So, letzter Filmbeitrag für ein paar Tage. Wir hatten die zehn besten Filme des Jahrzehnts – bestimmt habe ich welche vergessen (z.B. Ghost Dog oder Brügge sehen und sterben, die hiermit empfohlen sind) oder würde die Liste in ein paar Jahren anders machen –, es fehlen noch die zehn besten dieses Jahres. Wer aufgepasst hat, kann zwei Filme schon vorhersagen, die sind nämlich auf der Jahrzehntsliste gelandet.
Nicht auf der Liste:
The Informant! – nicht gesehen
Star Trek – schon beim zweiten Gucken fällt die Formelhaftigkeit dieses Films stark auf, alle fünf Minuten eine Actionszene reinzuwerfen. Immer noch spaßig, aber ein wenig zu spaßig.
Oben – nach Ankunft im Dschungel fällt Pixar nicht mehr viel ein. Der Film macht Spaß, aber Top10-Material sieht anders aus.
District 9 – dafür sind die Nigerianer dann doch zu problematisch, der eigene Standpunkt zu Rassismus zu unsicher.
Harry Potter und der Halbblutprinz – romantisierte Kitschmomente, statt sich auf das wesentliche zu beschränken. Bislang sind zwei Filme von sechs richtig gut gewesen, hoffen wir auf die letzten beiden.
Und jetzt…
10. Tödliches Kommando – The Hurt Locker ist ein fesselnder Film über den Irakkrieg, fast dokumentarisch, lässt die Politik außen vor und ist doch alles andere als unpolitisch. Klasse Film und schön, Kathryn Bigelow bei der Arbeit zu sehen.
9. Durst – Park Chan-wook macht einen Vampirfilm, der Schuld und Sühne, Glauben und Sünde zum Thema hat. Das geht, das geht sehr gut sogar. Wer braucht da schon Twilight?

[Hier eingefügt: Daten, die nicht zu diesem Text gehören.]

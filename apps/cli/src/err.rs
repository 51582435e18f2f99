//! Exit handling.

use std::error::Error as StdError;
use std::fmt::Display;
use std::process::{ExitCode, Termination};

use advise::Render;
use clap::builder::styling::{AnsiColor, Style};
use thiserror::Error;

/// A convenient type alias for [`Result`](std::result::Result).
pub type Result<T, E = Error> = std::result::Result<T, E>;

/// Any error that escapes the application's main loop.
#[derive(Debug, Error)]
#[non_exhaustive]
pub enum Error {
    /// Application error.
    #[error(transparent)]
    App(#[from] anyhow::Error),
    /// Supervisor error.
    #[error(transparent)]
    Spawn(#[from] jetty::spawn::Error),
}

impl Error {
    /// Reports the error to the user, outermost message first.
    ///
    /// Each underlying cause follows on its own labelled line, down to the
    /// root.
    fn report(&self) {
        advise::error!("{}", format!("{self}").trim_end());
        let mut cause = self.source();
        while let Some(err) = cause {
            advise::advise!(Caused, "{}", format!("{err}").trim_end());
            cause = err.source();
        }
    }
}

impl From<Error> for ExitCode {
    fn from(err: Error) -> Self {
        match err {
            Error::App(_) => ExitCode::FAILURE,
            Error::Spawn(_) => sysexits::ExitCode::Unavailable.into(),
        }
    }
}

/// How the process finishes.
///
/// Returned from `main` so that the [`Termination`] impl settles the exit
/// code once any error has been reported.
#[derive(Debug)]
pub enum Exit {
    /// Clean exit.
    Success,
    /// Rejected command line; exits with code 1.
    Usage,
    /// Failed with an [`Error`], reported before exiting non-zero.
    Failure(Error),
}

impl<E: Into<Error>> From<E> for Exit {
    fn from(err: E) -> Self {
        Self::Failure(err.into())
    }
}

impl Termination for Exit {
    fn report(self) -> ExitCode {
        match self {
            Exit::Success => ExitCode::SUCCESS,
            Exit::Usage => ExitCode::FAILURE,
            Exit::Failure(err) => {
                err.report();
                err.into()
            }
        }
    }
}

/// Label for the causes beneath a reported error.
#[derive(Debug)]
struct Caused;

impl Render for Caused {
    fn style(&self) -> Style {
        AnsiColor::Red.on_default()
    }

    fn label(&self) -> impl Display {
        "caused by"
    }
}
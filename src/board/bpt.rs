//! Breakpoint table.
//!
//! The board exposes 32 breakpoint slots through two bitmaps: `active`
//! marks slots holding a live breakpoint, and `defined` marks slots the
//! board is willing to accept definitions into; a free slot is defined but
//! not active. Both bitmaps are authoritative on the board, and the host
//! only ever reads them back.

use indexmap::IndexSet;
use log::debug;

use super::Board;
use crate::link::Link;
use crate::wire::Op;

/// Breakpoint slots exposed by the board.
pub const SLOTS: usize = 32;

/// One slot of the board's breakpoint table.
///
/// Only the primary address means anything to this host; the remaining
/// fields exist to keep the slot's legacy wire layout intact and travel
/// verbatim.
#[derive(Clone, Debug, Eq, PartialEq)]
pub struct Breakpoint {
    /// Trigger address.
    pub address: u32,
    /// Secondary address bound (unused, all-ones).
    pub address2: [u8; 4],
    /// Primary data qualifier (unused, zero).
    pub data: [u8; 8],
    /// Secondary data qualifier (unused, zero).
    pub data2: [u8; 8],
    /// Slot flags (unused, all-ones).
    pub misc: u16,
}

impl Breakpoint {
    /// Creates a slot record trapping on `address` alone.
    #[must_use]
    pub fn at(address: u32) -> Self {
        Self {
            address,
            address2: [0xFF; 4],
            data: [0; 8],
            data2: [0; 8],
            misc: u16::MAX,
        }
    }
}

impl Default for Breakpoint {
    fn default() -> Self {
        Self::at(0)
    }
}

impl Board {
    /// Sets or clears the breakpoint at an address.
    ///
    /// Toggle semantics: when any live slot already traps `addr`, that slot
    /// is cleared and `false` is returned. Otherwise the lowest free slot is
    /// claimed and `true` is returned. `false` also covers a full table and
    /// a board that stopped answering.
    pub fn toggle(&self, addr: u32) -> bool {
        let mut link = self.link.lock();
        let Some((active, defined)) = Self::bp_status(&mut link) else {
            return false;
        };

        // Clear the live slot already trapping this address, if any; at
        // most one can match
        for slot in 0..SLOTS as u8 {
            if active >> slot & 1 == 0 {
                continue;
            }
            let Some(bpt) = Self::bp_read(&mut link, slot) else {
                continue;
            };
            if bpt.address == addr {
                Self::bp_update(&mut link, 0, 1 << slot);
                return false;
            }
        }

        // Otherwise claim the lowest free slot
        let free = !active & defined;
        if free == 0 {
            debug!("breakpoint table full");
            return false;
        }
        #[allow(clippy::cast_possible_truncation)]
        let slot = free.trailing_zeros() as u8;
        Self::bp_write(&mut link, slot, &Breakpoint::at(addr));
        true
    }

    /// Lists the addresses of all live breakpoints.
    ///
    /// A slot read failure truncates the result without erroring.
    #[must_use]
    pub fn breakpoints(&self) -> IndexSet<u32> {
        let mut link = self.link.lock();
        Self::breakpoints_with(&mut link)
    }

    /// Breakpoint listing against an already-held link.
    pub(super) fn breakpoints_with(link: &mut Link) -> IndexSet<u32> {
        let mut set = IndexSet::new();
        let Some((active, _)) = Self::bp_status(link) else {
            return set;
        };
        for slot in 0..SLOTS as u8 {
            if active >> slot & 1 == 0 {
                continue;
            }
            match Self::bp_read(link, slot) {
                Some(bpt) => {
                    set.insert(bpt.address);
                }
                None => break,
            }
        }
        set
    }

    /// Queries the `(active, defined)` bitmaps.
    fn bp_status(link: &mut Link) -> Option<(u32, u32)> {
        link.write_byte(Op::BpGet.code());
        Some((link.read_word(4)?, link.read_word(4)?))
    }

    /// Reads back one slot's definition.
    fn bp_read(link: &mut Link, slot: u8) -> Option<Breakpoint> {
        link.write_byte(Op::BpRead.code());
        link.write_byte(slot);
        #[allow(clippy::cast_possible_truncation)]
        let misc = link.read_word(2)? as u16;
        let address = link.read_word(4)?;
        let address2 = read_array(link)?;
        let data = read_array(link)?;
        let data2 = read_array(link)?;
        Some(Breakpoint {
            address,
            address2,
            data,
            data2,
            misc,
        })
    }

    /// Updates the bitmaps by `(clear, set)` masks.
    fn bp_update(link: &mut Link, clear: u32, set: u32) {
        link.write_byte(Op::BpSet.code());
        link.write_word(4, clear);
        link.write_word(4, set);
    }

    /// Writes one slot's full definition.
    fn bp_write(link: &mut Link, slot: u8, bpt: &Breakpoint) {
        link.write_byte(Op::BpWrite.code());
        link.write_byte(slot);
        link.write_word(2, bpt.misc.into());
        link.write_word(4, bpt.address);
        link.write_bytes(&bpt.address2);
        link.write_bytes(&bpt.data);
        link.write_bytes(&bpt.data2);
    }
}

/// Reads an exact-length byte array, or `None` on a short read.
fn read_array<const N: usize>(link: &mut Link) -> Option<[u8; N]> {
    let mut buf = [0; N];
    (link.read_bytes(&mut buf) == N).then_some(buf)
}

8. An Education – Ein Schulmädchen wird von einem Dandy verführt, im England der Sechziger Jahre. Menschliche Romanze, ein Film über das Erwachsenwerden und das ebenso sein. Toll gespielt.
7. Coraline – trotz meiner Bedenken ein spaßiger Animationsfilm mit weiblicher Heldin, hätte noch viel besser sein können, ist aber schon gut genug.
6. In the Loop – richtig bissige Satire auf politische Machenschaften und Spin-Doktoren, alle Ähnlichkeiten zum Vorfeld des Irakkriegs sind beabsichtigt.
5. Wo die wilden Kerle leben – einfühlsamer Film über Kindheit und Kinder, ohne kitschig oder verklärend oder zu zynisch zu sein. Klasse.
4. Drag me to Hell – ein Gruselschocker von Sam Raimi, der es halt immer noch kann. Spaßig, spannend, extrem unterhaltsam.
3. Moon – Das Jahr der unmöglichen Filme: ernsthafter Kinderfilm, bissige Satire, und jetzt ein intelligenter Science-Fiction? Tatsache.
2. Shopping-Center King – Observe and Report ist eben wirklich ein Film, der mich im richtigen Moment erwischt hat. Gnadenlos.
1. Inglourious Basterds – der beste Film des Jahrzehnts ist natürlich auch der beste Film 2009. Keine Frage.
Gegenstimmen?

Comments 1
Drag me to Hell fand ich auch ganz lustig aber die Handlung war halt sehr vorhersehbar.